• [What is required] Each entry must appear in the answer exactly as it does here.

• [Records for this exercise]
- - - -
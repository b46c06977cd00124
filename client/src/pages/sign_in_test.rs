use super::*;

#[test]
fn validate_sign_in_input_trims_email() {
    assert_eq!(
        validate_sign_in_input("  hr@acme.io ", "hunter2"),
        Ok(("hr@acme.io".to_owned(), "hunter2".to_owned()))
    );
}

#[test]
fn validate_sign_in_input_requires_both_fields() {
    assert_eq!(validate_sign_in_input("", "hunter2"), Err("Enter both email and password."));
    assert_eq!(validate_sign_in_input("   ", "hunter2"), Err("Enter both email and password."));
    assert_eq!(validate_sign_in_input("hr@acme.io", ""), Err("Enter both email and password."));
}

#[test]
fn home_route_for_role_maps_known_roles() {
    assert_eq!(home_route_for_role(Some("Company")), "/company-home-page");
    assert_eq!(home_route_for_role(Some("Student")), "/student/dashboard");
    assert_eq!(home_route_for_role(Some("Academic Advisor")), "/advisorHomePage");
    assert_eq!(home_route_for_role(Some("Admin")), "/admin/users");
}

#[test]
fn home_route_for_role_falls_back_to_home() {
    assert_eq!(home_route_for_role(None), "/home");
    assert_eq!(home_route_for_role(Some("company")), "/home");
    assert_eq!(home_route_for_role(Some("Recruiter")), "/home");
}

#[test]
fn failure_message_uses_backend_wording() {
    let err = BackendError::Status { status: 400, message: "Invalid login credentials".to_owned() };
    assert_eq!(sign_in_failure_message(&err), "Sign-in failed: Invalid login credentials");
}

#[test]
fn failure_message_describes_transport_errors() {
    assert_eq!(
        sign_in_failure_message(&BackendError::Timeout(15_000)),
        "Sign-in failed: request timed out after 15000 ms"
    );
}

#[test]
fn validate_sign_in_input_keeps_password_as_typed() {
    assert_eq!(
        validate_sign_in_input("  a@b.c ", "  secret  "),
        Ok(("a@b.c".to_owned(), "  secret  ".to_owned()))
    );
}

#[test]
fn validate_sign_in_input_accepts_whitespace_only_password() {
    assert_eq!(
        validate_sign_in_input("a@b.c", "   "),
        Ok(("a@b.c".to_owned(), "   ".to_owned()))
    );
}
- - - -
• [Answer section]
repository b46c06977cd00124
filename client/src/pages/sign_in_test.rs
use super::*;

#[test]
fn validate_sign_in_input_trims_email() {
    assert_eq!(
        validate_sign_in_input("  hr@acme.io ", "hunter2"),
        Ok(("hr@acme.io".to_owned(), "hunter2".to_owned()))
    );
}

#[test]
fn validate_sign_in_input_requires_both_fields() {
    assert_eq!(validate_sign_in_input("", "hunter2"), Err("Enter both email and password."));
    assert_eq!(validate_sign_in_input("   ", "hunter2"), Err("Enter both email and password."));
    assert_eq!(validate_sign_in_input("hr@acme.io", ""), Err("Enter both email and password."));
}

#[test]
fn home_route_for_role_maps_known_roles() {
    assert_eq!(home_route_for_role(Some("Company")), "/company-home-page");
    assert_eq!(home_route_for_role(Some("Student")), "/student/dashboard");
    assert_eq!(home_route_for_role(Some("Academic Advisor")), "/advisorHomePage");
    assert_eq!(home_route_for_role(Some("Admin")), "/admin/users");
}

#[test]
fn home_route_for_role_falls_back_to_home() {
    assert_eq!(home_route_for_role(None), "/home");
    assert_eq!(home_route_for_role(Some("company")), "/home");
    assert_eq!(home_route_for_role(Some("Recruiter")), "/home");
}

#[test]
fn failure_message_uses_backend_wording() {
    let err = BackendError::Status { status: 400, message: "Invalid login credentials".to_owned() };
    assert_eq!(sign_in_failure_message(&err), "Sign-in failed: Invalid login credentials");
}

#[test]
fn failure_message_describes_transport_errors() {
    assert_eq!(
        sign_in_failure_message(&BackendError::Timeout(15_000)),
        "Sign-in failed: request timed out after 15000 ms"
    );
}

#[test]
fn validate_sign_in_input_keeps_password_as_typed() {
    assert_eq!(
        validate_sign_in_input("  a@b.c ", "  secret  "),
        Ok(("a@b.c".to_owned(), "  secret  ".to_owned()))
    );
}

#[test]
fn validate_sign_in_input_accepts_whitespace_only_password() {
    assert_eq!(
        validate_sign_in_input("a@b.c", "   "),
        Ok(("a@b.c".to_owned(), "   ".to_owned()))
    );
}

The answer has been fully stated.